🤖 AI Summary
This work addresses the challenges of inefficient exploration and underutilized samples in vision-language-action (VLA) reinforcement learning, which stem from high interaction costs. To tackle these issues, the authors propose ExToken, a framework that leverages offline demonstrations to construct a discrete behavioral prior represented as exploration tokens. A state-conditional token selector is introduced to enable structured and state-adaptive exploration. ExToken is the first approach to integrate discrete behavioral priors with a dynamic token selection mechanism while maintaining consistency between training and deployment. Experimental results demonstrate that ExToken significantly accelerates convergence and improves task success rates under extremely limited interaction budgets, exhibiting strong performance and robustness in both simulated and real-world robotic manipulation tasks.
📝 Abstract
Reinforcement Learning (RL) has demonstrated significant potential for improving Vision-Language-Action (VLA) models on complex manipulation tasks.

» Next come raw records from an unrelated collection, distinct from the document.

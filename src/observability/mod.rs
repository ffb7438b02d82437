//! Observability for rangequery
//!
//! - Structured JSON logging ([`Logger`])
//! - Lifecycle logging around one query ([`ObservationScope`])
//! - Atomic counters ([`MetricsRegistry`])
//!
//! Observability is read-only: nothing here changes what a query returns.
//!
//! ```ignore
//! use rangequery::observability::{Logger, Severity};
//!
//! Logger::set_min_severity(Severity::Warn);
//! Logger::info("QUERY_COMPLETE", &[("emitted", "42")]);
//! ```

mod logger;
mod metrics;
mod scope;

pub use logger::{Logger, Severity};
pub use metrics::{MetricsRegistry, MetricsSnapshot};
pub use scope::ObservationScope;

However, its practical scalability remains severely limited by the substantial cost of environmental interactions. In this work, we first investigate the exploration stagnation bottleneck in current VLA-RL frameworks and reveal that trajectory diversity is fundamentally more important to sample efficiency than the sheer quantity of collected rollouts. Motivated by these insights, we introduce RL Exploration Token (ExToken), a simple yet general framework that condition VLA policies on discrete behavioral priors derived from offline demonstrations for structured exploration. By conditioning the policy on different tokens during rollout collection, ExToken encourages the agent to explore diverse behavioral modes, substantially improving state-action coverage and exploration efficiency. To bridge exploration during training with deterministic inference at deployment, ExToken further incorporates a state-conditioned token selector that adaptively predicts effective behavioral modes for unseen scenarios. Extensive experiments across simulated and real-world robotic manipulation tasks demonstrate that ExToken consistently accelerates convergence, improves task performance, and exhibits strong robustness under highly constrained interaction budgets.